• **INPUT MATERIAL**:
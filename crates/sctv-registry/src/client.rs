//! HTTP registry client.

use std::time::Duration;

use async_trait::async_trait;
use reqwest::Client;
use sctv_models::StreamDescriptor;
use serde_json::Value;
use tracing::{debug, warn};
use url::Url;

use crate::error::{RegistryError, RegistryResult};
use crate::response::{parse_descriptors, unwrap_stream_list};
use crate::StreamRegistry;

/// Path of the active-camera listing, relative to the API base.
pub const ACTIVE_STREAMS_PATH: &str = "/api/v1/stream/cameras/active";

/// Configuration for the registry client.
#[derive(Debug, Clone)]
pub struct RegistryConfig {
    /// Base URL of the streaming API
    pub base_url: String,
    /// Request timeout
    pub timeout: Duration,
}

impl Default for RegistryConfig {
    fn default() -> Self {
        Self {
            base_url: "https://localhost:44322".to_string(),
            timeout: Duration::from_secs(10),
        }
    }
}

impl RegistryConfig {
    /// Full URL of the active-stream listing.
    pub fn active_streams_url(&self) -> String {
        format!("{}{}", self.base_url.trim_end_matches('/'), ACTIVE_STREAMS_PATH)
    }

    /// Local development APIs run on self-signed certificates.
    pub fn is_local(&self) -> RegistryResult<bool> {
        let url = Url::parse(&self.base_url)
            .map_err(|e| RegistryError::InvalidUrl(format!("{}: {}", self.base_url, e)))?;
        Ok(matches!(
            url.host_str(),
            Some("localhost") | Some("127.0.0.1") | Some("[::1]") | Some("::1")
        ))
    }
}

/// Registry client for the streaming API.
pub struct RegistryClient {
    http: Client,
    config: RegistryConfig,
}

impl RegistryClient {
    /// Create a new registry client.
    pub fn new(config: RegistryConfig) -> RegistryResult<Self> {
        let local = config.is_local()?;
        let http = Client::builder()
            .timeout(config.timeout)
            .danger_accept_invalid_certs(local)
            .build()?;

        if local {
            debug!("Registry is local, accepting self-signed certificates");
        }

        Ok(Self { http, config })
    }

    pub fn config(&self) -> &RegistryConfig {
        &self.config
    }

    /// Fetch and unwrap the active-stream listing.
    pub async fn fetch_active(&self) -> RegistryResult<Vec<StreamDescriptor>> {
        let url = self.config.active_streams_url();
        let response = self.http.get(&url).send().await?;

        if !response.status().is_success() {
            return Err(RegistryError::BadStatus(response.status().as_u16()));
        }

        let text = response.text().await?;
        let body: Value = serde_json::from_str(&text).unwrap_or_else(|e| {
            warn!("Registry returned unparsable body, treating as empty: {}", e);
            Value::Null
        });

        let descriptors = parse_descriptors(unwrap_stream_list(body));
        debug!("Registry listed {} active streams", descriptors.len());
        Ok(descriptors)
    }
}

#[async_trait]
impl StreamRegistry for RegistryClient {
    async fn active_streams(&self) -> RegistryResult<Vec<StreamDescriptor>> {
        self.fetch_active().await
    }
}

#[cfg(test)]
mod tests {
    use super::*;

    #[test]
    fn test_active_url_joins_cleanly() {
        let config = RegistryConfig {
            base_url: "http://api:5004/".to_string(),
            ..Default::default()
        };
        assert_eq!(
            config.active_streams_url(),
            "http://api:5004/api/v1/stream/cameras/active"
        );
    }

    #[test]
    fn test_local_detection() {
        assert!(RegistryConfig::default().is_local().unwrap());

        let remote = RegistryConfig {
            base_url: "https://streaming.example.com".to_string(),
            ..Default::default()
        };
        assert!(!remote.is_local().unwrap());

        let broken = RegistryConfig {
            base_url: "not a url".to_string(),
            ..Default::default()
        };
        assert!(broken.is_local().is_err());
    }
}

• **AIM OF THE EXERCISE**: The entire listing above, every line of it, should be copied out exactly.

• **THE ANSWER**:
filename crates/sctv-registry/src/client.rs
//! HTTP registry client.

use std::time::Duration;

use async_trait::async_trait;
use reqwest::Client;
use sctv_models::StreamDescriptor;
use serde_json::Value;
use tracing::{debug, warn};
use url::Url;

use crate::error::{RegistryError, RegistryResult};
use crate::response::{parse_descriptors, unwrap_stream_list};
use crate::StreamRegistry;

/// Path of the active-camera listing, relative to the API base.
pub const ACTIVE_STREAMS_PATH: &str = "/api/v1/stream/cameras/active";

/// Configuration for the registry client.
#[derive(Debug, Clone)]
pub struct RegistryConfig {
    /// Base URL of the streaming API
    pub base_url: String,
    /// Request timeout
    pub timeout: Duration,
}

impl Default for RegistryConfig {
    fn default() -> Self {
        Self {
            base_url: "https://localhost:44322".to_string(),
            timeout: Duration::from_secs(10),
        }
    }
}

impl RegistryConfig {
    /// Full URL of the active-stream listing.
    pub fn active_streams_url(&self) -> String {
        format!("{}{}", self.base_url.trim_end_matches('/'), ACTIVE_STREAMS_PATH)
    }

    /// Local development APIs run on self-signed certificates.
    pub fn is_local(&self) -> RegistryResult<bool> {
        let url = Url::parse(&self.base_url)
            .map_err(|e| RegistryError::InvalidUrl(format!("{}: {}", self.base_url, e)))?;
        Ok(matches!(
            url.host_str(),
            Some("localhost") | Some("127.0.0.1") | Some("[::1]") | Some("::1")
        ))
    }
}

/// Registry client for the streaming API.
pub struct RegistryClient {
    http: Client,
    config: RegistryConfig,
}

impl RegistryClient {
    /// Create a new registry client.
    pub fn new(config: RegistryConfig) -> RegistryResult<Self> {
        let local = config.is_local()?;
        let http = Client::builder()
            .timeout(config.timeout)
            .danger_accept_invalid_certs(local)
            .build()?;

        if local {
            debug!("Registry is local, accepting self-signed certificates");
        }

        Ok(Self { http, config })
    }

    pub fn config(&self) -> &RegistryConfig {
        &self.config
    }

    /// Fetch and unwrap the active-stream listing.
    pub async fn fetch_active(&self) -> RegistryResult<Vec<StreamDescriptor>> {
        let url = self.config.active_streams_url();
        let response = self.http.get(&url).send().await?;

        if !response.status().is_success() {
            return Err(RegistryError::BadStatus(response.status().as_u16()));
        }

        let text = response.text().await?;
        let body: Value = serde_json::from_str(&text).unwrap_or_else(|e| {
            warn!("Registry returned unparsable body, treating as empty: {}", e);
            Value::Null
        });

        let descriptors = parse_descriptors(unwrap_stream_list(body));
        debug!("Registry listed {} active streams", descriptors.len());
        Ok(descriptors)
    }
}

#[async_trait]
impl StreamRegistry for RegistryClient {
    async fn active_streams(&self) -> RegistryResult<Vec<StreamDescriptor>> {
        self.fetch_active().await
    }
}

#[cfg(test)]
mod tests {
    use super::*;

    #[test]
    fn test_active_url_joins_cleanly() {
        let config = RegistryConfig {
            base_url: "http://api:5004/".to_string(),
            ..Default::default()
        };
        assert_eq!(
            config.active_streams_url(),
            "http://api:5004/api/v1/stream/cameras/active"
        );
    }

    #[test]
    fn test_local_detection() {
        assert!(RegistryConfig::default().is_local().unwrap());

        let remote = RegistryConfig {
            base_url: "https://streaming.example.com".to_string(),
            ..Default::default()
        };
        assert!(!remote.is_local().unwrap());

        let broken = RegistryConfig {
            base_url: "not a url".to_string(),
            ..Default::default()
        };
        assert!(broken.is_local().is_err());
    }
}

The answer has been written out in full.